The U.S. dollar continued hovering near a one-year high against other major currencies on Thursday. Investors are expecting the U.S. Federal Reserve to begin tapering stimulus from November. On the other hand, the commodity-linked Australian dollar rallied due to a surge in iron ore prices.
The safe-haven greenback has made substantial gains over the last two sessions as traders worried that the Fed could withdraw economic support while inflation is high and global growth slows. Soaring bond yields also supported the currency, adding its firmness.
The U.S. debt ceiling threatens to push the U.S. government into a shutdown. Even though there is an impasse in Washington over this subject, the dollar remains strong. The dollar index traded at 94.327 against the six rival currencies today. It changed insignificantly from Wednesday, when it skyrocketed to 94.435 for the first time since September last year.
Meanwhile, yields on the benchmark 10-year Treasury note sat at 1.5341%, hovering near a mid-June high it hit on Tuesday at 1.5670%.
Westpac analysts noted that a combination of impending Fed tapering, higher U.S. yields, and skittish markets around the debt ceiling had bolstered the greenback’s moves. They also added that the issue of whether to raise or suspend the debt ceiling would likely extend to mid-October. After that, the dollar will probably manage to gain support if money markets price in rate hikes.
The U.S. currency changed hands at 111.97 Japanese yen on Thursday. It slightly changed from Wednesday, when it jumped to 112.05 for the first time since February 2020. The yen was on track for its worst monthly performance since March.
How did the Euro fare?
On Thursday, the Euro traded mostly flat at $1.15995, standing near a 14-month low of $1.15895 reached on Wednesday. The British Pound climbed up by 0.1% to $1.34357. However, it remains near the nine-month low of $1.3412 hit overnight due to concerns about surging natural gas prices and a week of petrol shortages in Britain.
ECB President Christine Lagarde, Fed Chair Jerome Powell, and Bank of England Governor Andrew Bailey spoke at a European Central Bank forum on Wednesday. They announced that they have been monitoring inflation after production bottlenecks and a rally in energy prices.
In Asia, the risk-sensitive Australian dollar surged forward by 0.5% to $0.7206, rebounding after it had dropped by 0.9% overnight. Iron ore prices skyrocketed ahead of the Golden Week holiday in China, boosting the currency.

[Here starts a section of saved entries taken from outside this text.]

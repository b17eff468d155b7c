use crate::{
    error::RuntimeError,
    interpreter::{
        evaluator::core::{Context, EvalResult},
        value::core::Value,
    },
};

/// Generates a one-argument numeric builtin.
///
/// The argument is coerced with the standard numeric rule and the named
/// `f64` method is applied.
macro_rules! numeric_builtin {
    ($fname:ident, $method:ident) => {
        /// Applies `
        #[doc = stringify!($method)]
        /// ` to the numeric coercion of the argument.
        pub fn $fname(_context: &mut Context, args: &[Value]) -> EvalResult<Value> {
            Ok(Value::Number(args[0].to_number()?.$method()))
        }
    };
}

numeric_builtin!(abs, abs);
numeric_builtin!(floor, floor);
numeric_builtin!(ceil, ceil);
numeric_builtin!(round, round);
numeric_builtin!(sqrt, sqrt);
numeric_builtin!(sin, sin);
numeric_builtin!(cos, cos);
numeric_builtin!(tan, tan);
numeric_builtin!(log, ln);
numeric_builtin!(log10, log10);
numeric_builtin!(exp, exp);

/// Raises the first argument to the power of the second.
pub fn pow(_context: &mut Context, args: &[Value]) -> EvalResult<Value> {
    Ok(Value::Number(args[0].to_number()?.powf(args[1].to_number()?)))
}

/// Returns the smallest of the arguments. A single array argument compares
/// its elements instead.
pub fn min(_context: &mut Context, args: &[Value]) -> EvalResult<Value> {
    fold_extremum(args, f64::min)
}

/// Returns the largest of the arguments. A single array argument compares
/// its elements instead.
pub fn max(_context: &mut Context, args: &[Value]) -> EvalResult<Value> {
    fold_extremum(args, f64::max)
}

/// Folds `min`/`max` over either the argument list or, for a single array
/// argument, the array's elements.
fn fold_extremum(args: &[Value], pick: fn(f64, f64) -> f64) -> EvalResult<Value> {
    let candidates: Vec<&Value> = match args {
        [Value::Array(values)] => values.iter().collect(),
        _ => args.iter().collect(),
    };

    let mut result: Option<f64> = None;
    for candidate in candidates {
        let n = candidate.to_number()?;
        result = Some(match result {
            Some(current) => pick(current, n),
            None => n,
        });
    }

    result.map(Value::Number)
          .ok_or_else(|| RuntimeError::InvalidArgument { details: "cannot take the extremum of an empty array".to_string(), })
}
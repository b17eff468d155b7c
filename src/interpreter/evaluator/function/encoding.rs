use base64::Engine;

use crate::{
    error::RuntimeError,
    interpreter::{
        evaluator::core::{Context, EvalResult},
        value::core::Value,
    },
};

/// Encodes a string as standard base64.
pub fn base64_encode(_context: &mut Context, args: &[Value]) -> EvalResult<Value> {
    let encoded = base64::engine::general_purpose::STANDARD.encode(args[0].as_str()?);
    Ok(Value::Str(encoded))
}

/// Decodes standard base64 into a UTF-8 string.
///
/// # Errors
/// `InvalidArgument` when the input is not valid base64 or does not decode
/// to UTF-8.
pub fn base64_decode(_context: &mut Context, args: &[Value]) -> EvalResult<Value> {
    let bytes =
        base64::engine::general_purpose::STANDARD.decode(args[0].as_str()?)
                                                 .map_err(|e| RuntimeError::InvalidArgument { details: format!("invalid base64: {e}"), })?;

    let text =
        String::from_utf8(bytes).map_err(|_| RuntimeError::InvalidArgument { details: "base64 input does not decode to UTF-8".to_string(), })?;

    Ok(Value::Str(text))
}

/// Percent-encodes a string for use in a URL component.
pub fn url_encode(_context: &mut Context, args: &[Value]) -> EvalResult<Value> {
    Ok(Value::Str(urlencoding::encode(args[0].as_str()?).into_owned()))
}

/// Decodes a percent-encoded URL component.
///
/// # Errors
/// `InvalidArgument` when the input contains malformed percent escapes.
pub fn url_decode(_context: &mut Context, args: &[Value]) -> EvalResult<Value> {
    let decoded =
        urlencoding::decode(args[0].as_str()?).map_err(|e| RuntimeError::InvalidArgument { details: format!("invalid URL encoding: {e}"), })?;

    Ok(Value::Str(decoded.into_owned()))
}
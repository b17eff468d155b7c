/// An abstract syntax tree (AST) node representing an expression in the
/// language.
///
/// `Expr` covers all expression forms, from literals and identifiers to
/// calls, member access, array and object literals, and function literals.
/// Nodes carry only structural data; runtime errors describe the semantic
/// condition rather than a source position.
#[derive(Debug, Clone, PartialEq)]
pub enum Expr {
    /// A numeric literal. All numbers are IEEE-754 doubles.
    Number(f64),
    /// A plain string literal, escapes already decoded.
    Str(String),
    /// A string that contained an interpolation marker when lexed.
    ///
    /// Parts alternate between literal text and embedded expressions.
    /// A template without any embedded expression degenerates to a single
    /// literal part.
    Template(Vec<TemplatePart>),
    /// A boolean literal: `true` or `false`.
    Bool(bool),
    /// The `null` literal.
    Null,
    /// Reference to a name, resolved at evaluation time against the
    /// variables map, then host functions, then built-ins.
    Identifier(String),
    /// A binary operation (arithmetic, comparison, or logical).
    Binary {
        /// The operator.
        op:    BinaryOperator,
        /// Left operand.
        left:  Box<Self>,
        /// Right operand.
        right: Box<Self>,
    },
    /// A unary operation (negation or logical not).
    Unary {
        /// The unary operator to apply.
        op:   UnaryOperator,
        /// The operand expression.
        expr: Box<Self>,
    },
    /// A call expression. The callee is an arbitrary expression; it must
    /// evaluate to a function, host function, or built-in.
    Call {
        /// The expression being called.
        callee:    Box<Self>,
        /// Arguments in source order.
        arguments: Vec<Self>,
    },
    /// Member access: `object.name`.
    Member {
        /// The receiver expression.
        object:   Box<Self>,
        /// The property name.
        property: String,
    },
    /// Null-safe member access: `object?.name` yields null for a null
    /// receiver instead of failing.
    SafeMember {
        /// The receiver expression.
        object:   Box<Self>,
        /// The property name.
        property: String,
    },
    /// The elvis operator: `left ?: right` yields the left value unless it
    /// is null. Distinct from a truthiness default: `0 ?: 1` is `0`.
    Elvis {
        /// Expression whose non-null value wins.
        left:  Box<Self>,
        /// Fallback used when the left value is null.
        right: Box<Self>,
    },
    /// Array literal: `[a, b, c]`.
    Array(Vec<Self>),
    /// Object literal: `{ key: value, ... }`. Keys are identifier-syntax
    /// strings in declaration order; a duplicate key keeps the last value.
    Object(Vec<(String, Self)>),
    /// Index expression: `object[index]`.
    Index {
        /// The indexed expression (array, object, or string).
        object: Box<Self>,
        /// The index expression.
        index:  Box<Self>,
    },
    /// Function literal: `fn (a, b) { ... }`. Evaluating one captures the
    /// current variables map by snapshot.
    Function {
        /// Parameter names in order.
        params: Vec<String>,
        /// The body block's statements.
        body:   Vec<Stmt>,
    },
}

/// One part of a string template: literal text or an embedded expression.
#[derive(Debug, Clone, PartialEq)]
pub enum TemplatePart {
    /// Literal text between interpolation markers.
    Literal(String),
    /// An expression taken from a `${...}` marker.
    Expr(Expr),
}

/// A statement node.
#[derive(Debug, Clone, PartialEq)]
pub enum Stmt {
    /// A binding introduced with `let`.
    Let {
        /// The bound name.
        name:  String,
        /// The initializer expression.
        value: Expr,
    },
    /// A plain assignment. Writes the name into the current variables map
    /// whether or not it already exists; there is no separate declaration
    /// semantic.
    Assign {
        /// The assigned name.
        name:  String,
        /// The value expression.
        value: Expr,
    },
    /// An `if` statement with optional `else`. Branches may be blocks or
    /// single statements.
    If {
        /// The condition, tested for truthiness.
        condition:   Expr,
        /// Statement run when the condition is truthy.
        then_branch: Box<Self>,
        /// Statement run otherwise, if present.
        else_branch: Option<Box<Self>>,
    },
    /// A `for (name in iterable) { ... }` loop.
    ForIn {
        /// The loop variable name.
        variable: String,
        /// The iterated expression (array, object, or string).
        iterable: Expr,
        /// The body block's statements.
        body:     Vec<Self>,
    },
    /// A `while (condition) { ... }` loop.
    While {
        /// The condition, re-tested before every turn.
        condition: Expr,
        /// The body block's statements.
        body:      Vec<Self>,
    },
    /// A `return` with optional value. Unwinds to the nearest function
    /// activation, or terminates the program at the top level.
    Return(Option<Expr>),
    /// A brace-delimited block of statements.
    Block(Vec<Self>),
    /// An expression evaluated for its value.
    Expression(Expr),
}

/// A parsed program: the ordered top-level statements of one script.
#[derive(Debug, Clone, PartialEq)]
pub struct Program {
    /// Top-level statements in source order.
    pub statements: Vec<Stmt>,
}

/// Represents a binary operator.
#[derive(Debug, Copy, Clone, PartialEq, Eq)]
pub enum BinaryOperator {
    /// Addition, or string concatenation when either side is a string (`+`)
    Add,
    /// Subtraction (`-`)
    Sub,
    /// Multiplication (`*`)
    Mul,
    /// Division (`/`)
    Div,
    /// Modulo (`%`)
    Mod,
    /// Equal to (`==`)
    Equal,
    /// Not equal to (`!=`)
    NotEqual,
    /// Less than (`<`)
    Less,
    /// Less than or equal (`<=`)
    LessEqual,
    /// Greater than (`>`)
    Greater,
    /// Greater than or equal (`>=`)
    GreaterEqual,
    /// Logical and (`&&`, `and`)
    And,
    /// Logical or (`||`, `or`)
    Or,
}

/// Represents a unary operator.
#[derive(Debug, Copy, Clone, PartialEq, Eq)]
pub enum UnaryOperator {
    /// Arithmetic negation (e.g. `-x`).
    Negate,
    /// Logical NOT (e.g. `!x`, `not x`).
    Not,
}

impl std::fmt::Display for BinaryOperator {
    fn fmt(&self, f: &mut std::fmt::Formatter<'_>) -> std::fmt::Result {
        use BinaryOperator::{
            Add, And, Div, Equal, Greater, GreaterEqual, Less, LessEqual, Mod, Mul, NotEqual, Or,
            Sub,
        };
        let operator = match self {
            Add => "+",
            Sub => "-",
            Mul => "*",
            Div => "/",
            Mod => "%",
            Equal => "==",
            NotEqual => "!=",
            Less => "<",
            LessEqual => "<=",
            Greater => ">",
            GreaterEqual => ">=",
            And => "&&",
            Or => "||",
        };
        write!(f, "{operator}")
    }
}

impl std::fmt::Display for UnaryOperator {
    fn fmt(&self, f: &mut std::fmt::Formatter<'_>) -> std::fmt::Result {
        let operator = match self {
            Self::Negate => "-",
            Self::Not => "!",
        };
        write!(f, "{operator}")
    }
}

Ray Attrill, NAB’s head of FX strategy, also noted that a recovery in monthly Chinese services data had gone some way to alleviating traders’ concerns that the evident slowdown in the country’s growth is accelerating to the downside, bolstering the Aussie.
What about the Chinese Yuan?
The yuan rebounded from a one-month low against a stronger dollar on Thursday, as higher demand for the local currency overshadowed disappointing economic data. Overall, the yuan seems set for a marginal loss for the month.
According to forex traders, broad strength in the U.S. dollar prompted profit-taking. Some investors rushed to convert their greenbacks into the Chinese unit. Banks also decided to shore up their yuan positions in anticipation of a long holiday and various administrative requirements on the last trading day of the quarter. China will close its markets for the week long National Day holiday starting on Friday.
The People’s Bank of China set the midpoint rate at 6.4854 per U.S. dollar before the market opening, 0.3% weaker than the previous fix.
Meanwhile, the onshore yuan recovered from a one-month low of 6.48 per greenback hit on Wednesday. If the yuan finishes the late-night session at its midday level, it will overall lose 0.1% versus the dollar for the month.
However, traders are concerned due to the signs that the economic recovery is losing momentum. According to official data, China’s factory activity unexpectedly shrank in September. This was due to elevated input prices and wider curbs on electricity use.
Kin Cheung, the Chief Asian FX Strategist at Mizuho Bank, noted that the disappointing manufacturing PMI indicates that the downside risk for the Chinese economy has been increasing. The downgrade on its growth outlook might weigh on the RMB exchange rate subsequently.
Meanwhile, EM currencies are struggling
The Thai baht traded near its lowest level in more than four years on Thursday. The currency is also heading for its worst month since July 2000.
The index of emerging Asian currencies also remained on track for its worst month since March 2020. On Thursday, the South Korean won suffered the most among regional currencies, tumbling down by almost 0.6% against the greenback.
On Wednesday, the Bank of Thailand left its policy rate unchanged. It signaled no reduction despite its tourism-reliant economy suffering from a coronavirus outbreak earlier this year.
Philip Wee and Duncan Tan, analysts at DBS, stated that market expectations for rate cuts would likely stay subdued ahead; thus, the bottom in THB rates is probably behind us.